Glen Dickson, 34, of Bonnyrigg, diagnosed seven years ago with relapsing and remitting MS, says his condition has already deteriorated while he has waited to find out if he can receive NHS-funded treatment in England.
He has now launched a crowdfund appeal for treatment in Russia.
“I have been speaking to neurologists for about five years about this treatment and getting nowhere. There are so many hoops to jump through,” he said.
“It’s very frustrating. I’m not sure how long I will be mobile for, but when I speak to doctors, I’m told I should wait another six months and see what happens.
“For me, it’s a matter of urgency, because in six months I could have another big relapse.”
Morna Simpkins, Director of MS Society Scotland, said: “Having sites in Scotland participating in the StarMS trial is a positive, and potentially the first step towards developing an HSCT service within Scotland.
“NHS eligibility criteria are strict at the moment and availability is limited, but people with MS who live in Scotland can be referred to sites in England that currently offer HSCT.
“However, this is a recent development and we know that it isn’t yet happening routinely.
“We want everyone who is eligible to get HSCT on the NHS as it’s vital that people with MS have a range of treatment options available and can make a decision based on what’s right for them.”
A Scottish Government spokesperson said: “We understand how distressing and debilitating MS can be, and we want to ensure that people can access the best possible treatment and support.

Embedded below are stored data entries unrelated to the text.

//! LanceDB-backed vector store.
//!
//! Implements `VectorStore` from `memoria-core` over a single collection
//! table. Every read and delete carries a `user_scope = '...'` predicate; no
//! method can touch rows of more than one user.

use std::sync::Arc;

use arrow_array::{
    Array, FixedSizeListArray, Float32Array, Int64Array, RecordBatch, RecordBatchIterator,
    StringArray,
};
use arrow_schema::{DataType, Field};
use chrono::{DateTime, Utc};
use futures_util::TryStreamExt;
use lancedb::query::{ExecutableQuery, QueryBase};
use uuid::Uuid;

use memoria_core::memory::vector::VectorStore;
use memoria_types::error::VectorStoreError;
use memoria_types::memory::{MemoryRecord, MemoryType, ScoredMemory, TurnRange, UserScope};

use super::lance::LanceConnection;
use super::schema::{
    COL_CREATED_AT, COL_EMBEDDING_MODEL, COL_FINGERPRINT, COL_ID, COL_MEMORY_TYPE, COL_TEXT,
    COL_TURN_FIRST, COL_TURN_LAST, COL_USER_SCOPE, COL_VECTOR, memory_schema, vector_dimension,
};

/// Column LanceDB adds to vector search results.
const DISTANCE_COL: &str = "_distance";

pub struct LanceMemoryStore {
    conn: LanceConnection,
    table: lancedb::Table,
    collection: String,
    dimension: usize,
}

fn sql_eq(column: &str, value: &str) -> String {
    let v = value.replace('\'', "''");
    format!("{column} = '{v}'")
}

fn scope_filter(user_scope: &UserScope) -> String {
    sql_eq(COL_USER_SCOPE, user_scope.as_str())
}

fn query_err(context: &str) -> impl FnOnce(lancedb::Error) -> VectorStoreError + '_ {
    move |e| VectorStoreError::Query(format!("{context}: {e}"))
}

impl LanceMemoryStore {
    /// Open (or create) `collection` with vectors of width `dimension`.
    ///
    /// An existing table declaring a different width is rejected.
    pub async fn open(
        conn: LanceConnection,
        collection: &str,
        dimension: usize,
    ) -> Result<Self, VectorStoreError> {
        let width = i32::try_from(dimension)
            .map_err(|_| VectorStoreError::Connection(format!("dimension {dimension} too large")))?;
        let table = conn
            .ensure_table(collection, Arc::new(memory_schema(width)))
            .await
            .map_err(|e| VectorStoreError::Connection(format!("Failed to open collection: {e}")))?;

        let schema = table
            .schema()
            .await
            .map_err(|e| VectorStoreError::Connection(format!("Failed to read schema: {e}")))?;
        match vector_dimension(&schema) {
            Some(existing) if existing == dimension => {}
            Some(existing) => {
                return Err(VectorStoreError::DimensionMismatch {
                    expected: dimension,
                    actual: existing,
                });
            }
            None => {
                return Err(VectorStoreError::Connection(format!(
                    "collection '{collection}' has no '{COL_VECTOR}' column"
                )));
            }
        }

        Ok(Self {
            conn,
            table,
            collection: collection.to_string(),
            dimension,
        })
    }

    pub fn collection(&self) -> &str {
        &self.collection
    }

    pub fn connection(&self) -> &LanceConnection {
        &self.conn
    }

    fn check_dimension(&self, len: usize) -> Result<(), VectorStoreError> {
        if len != self.dimension {
            return Err(VectorStoreError::DimensionMismatch {
                expected: self.dimension,
                actual: len,
            });
        }
        Ok(())
    }

    fn build_record_batch(&self, record: &MemoryRecord) -> Result<RecordBatch, VectorStoreError> {
        let width = self.dimension as i32;
        let schema = Arc::new(memory_schema(width));

        let values = Float32Array::from(record.embedding.clone());
        let item = Arc::new(Field::new("item", DataType::Float32, true));
        let vector_array = FixedSizeListArray::try_new(item, width, Arc::new(values), None)
            .map_err(|e| VectorStoreError::Query(format!("Failed to build vector column: {e}")))?;

        RecordBatch::try_new(
            schema,
            vec![
                Arc::new(StringArray::from(vec![record.id.to_string()])),
                Arc::new(StringArray::from(vec![record.user_scope().as_str()])),
                Arc::new(StringArray::from(vec![record.text.as_str()])),
                Arc::new(StringArray::from(vec![record.memory_type.to_string()])),
                Arc::new(StringArray::from(vec![record.dedup_fingerprint.as_str()])),
                Arc::new(Int64Array::from(vec![record.source_turn_range.first as i64])),
                Arc::new(Int64Array::from(vec![record.source_turn_range.last as i64])),
                Arc::new(StringArray::from(vec![record.embedding_model.as_str()])),
                Arc::new(StringArray::from(vec![record.created_at.to_rfc3339()])),
                Arc::new(vector_array),
            ],
        )
        .map_err(|e| VectorStoreError::Query(format!("Failed to build record batch: {e}")))
    }

    /// Rows matching `filter`, in storage order.
    async fn select(
        &self,
        filter: String,
        limit: Option<usize>,
    ) -> Result<Vec<MemoryRecord>, VectorStoreError> {
        let mut query = self.table.query().only_if(filter);
        if let Some(limit) = limit {
            query = query.limit(limit);
        }
        let batches: Vec<RecordBatch> = query
            .execute()
            .await
            .map_err(query_err("Query failed"))?
            .try_collect()
            .await
            .map_err(query_err("Failed to collect results"))?;

        let mut records = Vec::new();
        for batch in &batches {
            records.extend(record_batch_to_records(batch)?);
        }
        Ok(records)
    }

    async fn count_where(&self, filter: String) -> Result<u64, VectorStoreError> {
        let count = self
            .table
            .count_rows(Some(filter))
            .await
            .map_err(query_err("Failed to count rows"))?;
        Ok(count as u64)
    }
}

fn column<'a, T: 'static>(batch: &'a RecordBatch, name: &str) -> Result<&'a T, VectorStoreError> {
    batch
        .column_by_name(name)
        .and_then(|c| c.as_any().downcast_ref::<T>())
        .ok_or_else(|| VectorStoreError::Query(format!("column '{name}' missing or mistyped")))
}

fn corrupt(field: &str, value: &str) -> VectorStoreError {
    VectorStoreError::Query(format!("stored {field} '{value}' is invalid"))
}

/// Parse result rows back into records. The vector column is optional so
/// projections without it still parse.
fn record_batch_to_records(batch: &RecordBatch) -> Result<Vec<MemoryRecord>, VectorStoreError> {
    if batch.num_rows() == 0 {
        return Ok(vec![]);
    }

    let ids = column::<StringArray>(batch, COL_ID)?;
    let scopes = column::<StringArray>(batch, COL_USER_SCOPE)?;
    let texts = column::<StringArray>(batch, COL_TEXT)?;
    let types = column::<StringArray>(batch, COL_MEMORY_TYPE)?;
    let fingerprints = column::<StringArray>(batch, COL_FINGERPRINT)?;
    let firsts = column::<Int64Array>(batch, COL_TURN_FIRST)?;
    let lasts = column::<Int64Array>(batch, COL_TURN_LAST)?;
    let models = column::<StringArray>(batch, COL_EMBEDDING_MODEL)?;
    let created = column::<StringArray>(batch, COL_CREATED_AT)?;
    let vectors = column::<FixedSizeListArray>(batch, COL_VECTOR).ok();

    let mut records = Vec::with_capacity(batch.num_rows());
    for i in 0..batch.num_rows() {
        let id = Uuid::parse_str(ids.value(i)).map_err(|_| corrupt("id", ids.value(i)))?;
        let scope =
            UserScope::new(scopes.value(i)).map_err(|_| corrupt("user_scope", scopes.value(i)))?;
        let memory_type: MemoryType = types
            .value(i)
            .parse()
            .map_err(|_| corrupt("memory_type", types.value(i)))?;
        let created_at = DateTime::parse_from_rfc3339(created.value(i))
            .map(|dt| dt.with_timezone(&Utc))
            .map_err(|_| corrupt("created_at", created.value(i)))?;
        let embedding = vectors
            .map(|v| {
                let row = v.value(i);
                row.as_any()
                    .downcast_ref::<Float32Array>()
                    .map(|f| f.values().to_vec())
                    .unwrap_or_default()
            })
            .unwrap_or_default();

        records.push(MemoryRecord::with_id(
            id,
            scope,
            texts.value(i).to_string(),
            memory_type,
            embedding,
            models.value(i).to_string(),
            created_at,
            fingerprints.value(i).to_string(),
            TurnRange::new(firsts.value(i).max(0) as u64, lasts.value(i).max(0) as u64),
        ));
    }
    Ok(records)
}

impl VectorStore for LanceMemoryStore {
    async fn insert(&self, record: &MemoryRecord) -> Result<(), VectorStoreError> {
        self.check_dimension(record.embedding.len())?;
        let batch = self.build_record_batch(record)?;
        let schema = batch.schema();
        let reader = RecordBatchIterator::new(vec![Ok(batch)], schema);

        self.table
            .add(reader)
            .execute()
            .await
            .map_err(query_err("Failed to add memory"))?;
        Ok(())
    }

    async fn search(
        &self,
        user_scope: &UserScope,
        query_embedding: &[f32],
        limit: usize,
        min_score: f32,
    ) -> Result<Vec<ScoredMemory>, VectorStoreError> {
        self.check_dimension(query_embedding.len())?;
        if limit == 0 {
            return Ok(vec![]);
        }

        let batches: Vec<RecordBatch> = self
            .table
            .vector_search(query_embedding)
            .map_err(query_err("Vector search setup failed"))?
            .distance_type(lancedb::DistanceType::Cosine)
            .only_if(scope_filter(user_scope))
            .limit(limit)
            .execute()
            .await
            .map_err(query_err("Vector search failed"))?
            .try_collect()
            .await
            .map_err(query_err("Failed to collect results"))?;

        let mut scored = Vec::new();
        for batch in &batches {
            let distances = column::<Float32Array>(batch, DISTANCE_COL)?;
            for (i, record) in record_batch_to_records(batch)?.into_iter().enumerate() {
                let similarity = (1.0 - distances.value(i)).clamp(0.0, 1.0);
                if similarity >= min_score {
                    scored.push(ScoredMemory { record, similarity });
                }
            }
        }

        scored.sort_by(|a, b| b.similarity.total_cmp(&a.similarity));
        scored.truncate(limit);
        Ok(scored)
    }

    async fn find_by_fingerprint(
        &self,
        user_scope: &UserScope,
        fingerprint: &str,
    ) -> Result<Option<MemoryRecord>, VectorStoreError> {
        let filter = format!(
            "{} AND {}",
            scope_filter(user_scope),
            sql_eq(COL_FINGERPRINT, fingerprint)
        );
        Ok(self.select(filter, Some(1)).await?.into_iter().next())
    }

    async fn get(
        &self,
        user_scope: &UserScope,
        id: &Uuid,
    ) -> Result<Option<MemoryRecord>, VectorStoreError> {
        let filter = format!(
            "{} AND {}",
            scope_filter(user_scope),
            sql_eq(COL_ID, &id.to_string())
        );
        Ok(self.select(filter, Some(1)).await?.into_iter().next())
    }

    async fn list(
        &self,
        user_scope: &UserScope,
        limit: usize,
    ) -> Result<Vec<MemoryRecord>, VectorStoreError> {
        let mut records = self.select(scope_filter(user_scope), None).await?;
        records.sort_by(|a, b| b.created_at.cmp(&a.created_at).then(b.id.cmp(&a.id)));
        records.truncate(limit);
        Ok(records)
    }

    async fn delete(&self, user_scope: &UserScope, id: &Uuid) -> Result<bool, VectorStoreError> {
        let filter = format!(
            "{} AND {}",
            scope_filter(user_scope),
            sql_eq(COL_ID, &id.to_string())
        );
        if self.count_where(filter.clone()).await? == 0 {
            return Ok(false);
        }
        self.table
            .delete(&filter)
            .await
            .map_err(query_err("Failed to delete memory"))?;
        Ok(true)
    }

    async fn delete_scope(
        &self,
        user_scope: &UserScope,
        memory_type: Option<MemoryType>,
    ) -> Result<u64, VectorStoreError> {
        let mut filter = scope_filter(user_scope);
        if let Some(memory_type) = memory_type {
            filter = format!("{filter} AND {}", sql_eq(COL_MEMORY_TYPE, &memory_type.to_string()));
        }
        let count = self.count_where(filter.clone()).await?;
        if count > 0 {
            self.table
                .delete(&filter)
                .await
                .map_err(query_err("Failed to delete memories"))?;
        }
        Ok(count)
    }

    async fn count(&self, user_scope: &UserScope) -> Result<u64, VectorStoreError> {
        self.count_where(scope_filter(user_scope)).await
    }
}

“HSCT can be offered to patients from Scotland when it is clinically judged that the benefits of treatment outweigh the risks. In these circumstances the NHS in Scotland will fund the treatment to be undertaken at a specialist centre in England.”
They added treatment decisions are a matter for clinicians in consultations with their patients.
“NHS National Services Scotland National Services Division and the clinical neurology and stem cell transplant teams in Scotland are working together on planning the development of HSCT services and pathway for eligible MS patients in Scotland.”